Evolution ist Anpassung – und das dieser Prozess zum Leben gehört, ja immanent ist, sollte gerade eine Wissenschaftsjournalistin begreifen, und gerade in ihrer Polemik ein bisschen mehr überlegen. Und natürlich ist Anpassung nie fehlerfrei. Weder beim Menschen, noch bei der Natur als Ganzes.

Als Penicillin entdeckt wurde, respektiv Antibiotika, war das Thema Resistenzbildung völlig unbekannt. Das führte zu einer in Fleisch und Blut übergegangenen Praxis, diese Mittel gießkannenartig einzusetzen, ohne mögliche Folgen abzuwägen oder zu bedenken. Heute stehen wir vor 3MRGN und klopfen bei 4MRGN an die Tür – und die angeblich so umsorgende Pharmaindustrie zeigt keinerlei Intention sich dieser immer näher kommenden Katastrophe konsequent und vielleicht auch ganzheitlich stellen zu wollen. Wahrscheinlich mitunter befeuert vom Naturheilkunde-Bashing von Dr. Mai Thi Nguyen-Kim. Es mutet so an, wie die Öl-Riesen die noch das letzte Quentchen aus dem Geschäft mit Erdöl quetschen wollen, bevor auch nur in Erwägung gezogen wird, welche schädlichen Konsequenzen schon entstanden sind, und noch entstehen, und ob Alternativen dazu nicht schon entwickelt und gefördert gehören.

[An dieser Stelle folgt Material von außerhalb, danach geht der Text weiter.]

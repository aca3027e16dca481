//! Error types for sidecar file operations.

use thiserror::Error;

/// Errors from reading or writing annotation sidecar files.
#[derive(Error, Debug)]
pub enum SidecarError {
    /// I/O error during file operations
    #[error("IO error: {0}")]
    Io(#[from] std::io::Error),

    /// A line in an annotation file could not be parsed
    #[error("malformed annotation at line {line}: {message}")]
    Parse {
        /// 1-based line number
        line: usize,
        /// Description of what was wrong
        message: String,
    },

    /// A shape references a label missing from the label set
    #[error("unknown label '{label}'")]
    UnknownLabel {
        /// The label that has no class index
        label: String,
    },

    /// A shape has no label assigned yet
    #[error("shape {id} has no label")]
    MissingLabel {
        /// Id of the unlabeled shape
        id: u32,
    },

    /// Image dimensions are required for normalization but are zero
    #[error("invalid image dimensions {width}x{height}")]
    InvalidDimensions { width: u32, height: u32 },

    /// The task type does not admit shapes (classification)
    #[error("task type '{task}' has no shape representation")]
    ShapelessTask {
        /// Name of the task type
        task: String,
    },
}

impl SidecarError {
    /// Create a parse error for a 1-based line number.
    pub fn parse(line: usize, message: impl Into<String>) -> Self {
        Self::Parse {
            line,
            message: message.into(),
        }
    }

    /// Create an unknown-label error.
    pub fn unknown_label(label: impl Into<String>) -> Self {
        Self::UnknownLabel {
            label: label.into(),
        }
    }
}
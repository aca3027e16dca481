//! The annotation-session controller.
//!
//! Glues the drawing session, the scene, the label set, and the sidecar
//! persistence together, and talks to the surrounding application through two
//! collaborator traits: a blocking label-selection dialog and the ordered
//! image listing. All mutation is synchronous on the caller's (UI) thread.

use std::path::PathBuf;

use thiserror::Error;

use crate::config::{CanvasConfig, ConfigError};
use crate::format::sidecar;
use crate::geometry::Point;
use crate::model::{LabelSet, Shape, ShapeGeometry, ShapeId, TaskKind};

use super::scene::{ImageInfo, Scene};
use super::session::{DrawingSession, SessionOutcome, Tool};

/// Blocking label-selection dialog shown when a freshly drawn shape
/// completes. Returns the chosen (possibly newly typed) label name, or
/// `None` on cancellation.
pub trait LabelPicker {
    fn pick_label(&mut self, labels: &LabelSet, last_used: Option<&str>) -> Option<String>;
}

/// Ordered image listing with a per-image "labeled" flag, driving
/// next/previous navigation.
pub trait ImageCatalog {
    fn len(&self) -> usize;
    fn path(&self, index: usize) -> Option<PathBuf>;
    fn is_labeled(&self, index: usize) -> bool;
    fn set_labeled(&mut self, index: usize, labeled: bool);
}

Und in dieser Art Behaviorismus sollen sich die Menschen von der Natur emanzipieren, also unabhängig machen? Den Ast absägen auf dem sie sitzen?! Selten (naja, leider nicht wirklich so selten) so einen Blödsinn gehört.

Ich frage mich in diesem Zusammenhang, welche Dystopie Dr. Mai Thi Nguyen-Kim hier eigentlich gedanklich beschwören wollte. Und vor allem, wieso sie dann ein Kind in die Welt setzt?! – Wenn man ihre Argumentation durchdekliniert, scheint es mir wie ein Widerspruch zu sein.

Solange wir uns nicht als Teil der Welt verstehen in der wir leben, stellt eine Emanzipierung von der Natur einen isolationistischen-ausbeuterischen Ansatz dar, der mit Schimpf und Schande durchdekliniert, enttarnt und auf den Sondermüll gedanklicher Fehlzündungen gehört.

Wenn wir hingegen (wieder) lernen, mit statt gegen die Natur zu leben, die Vielzahl an Heilmitteln integrativ und komplementär zu nutzen – vielleicht sichert das unser Überleben.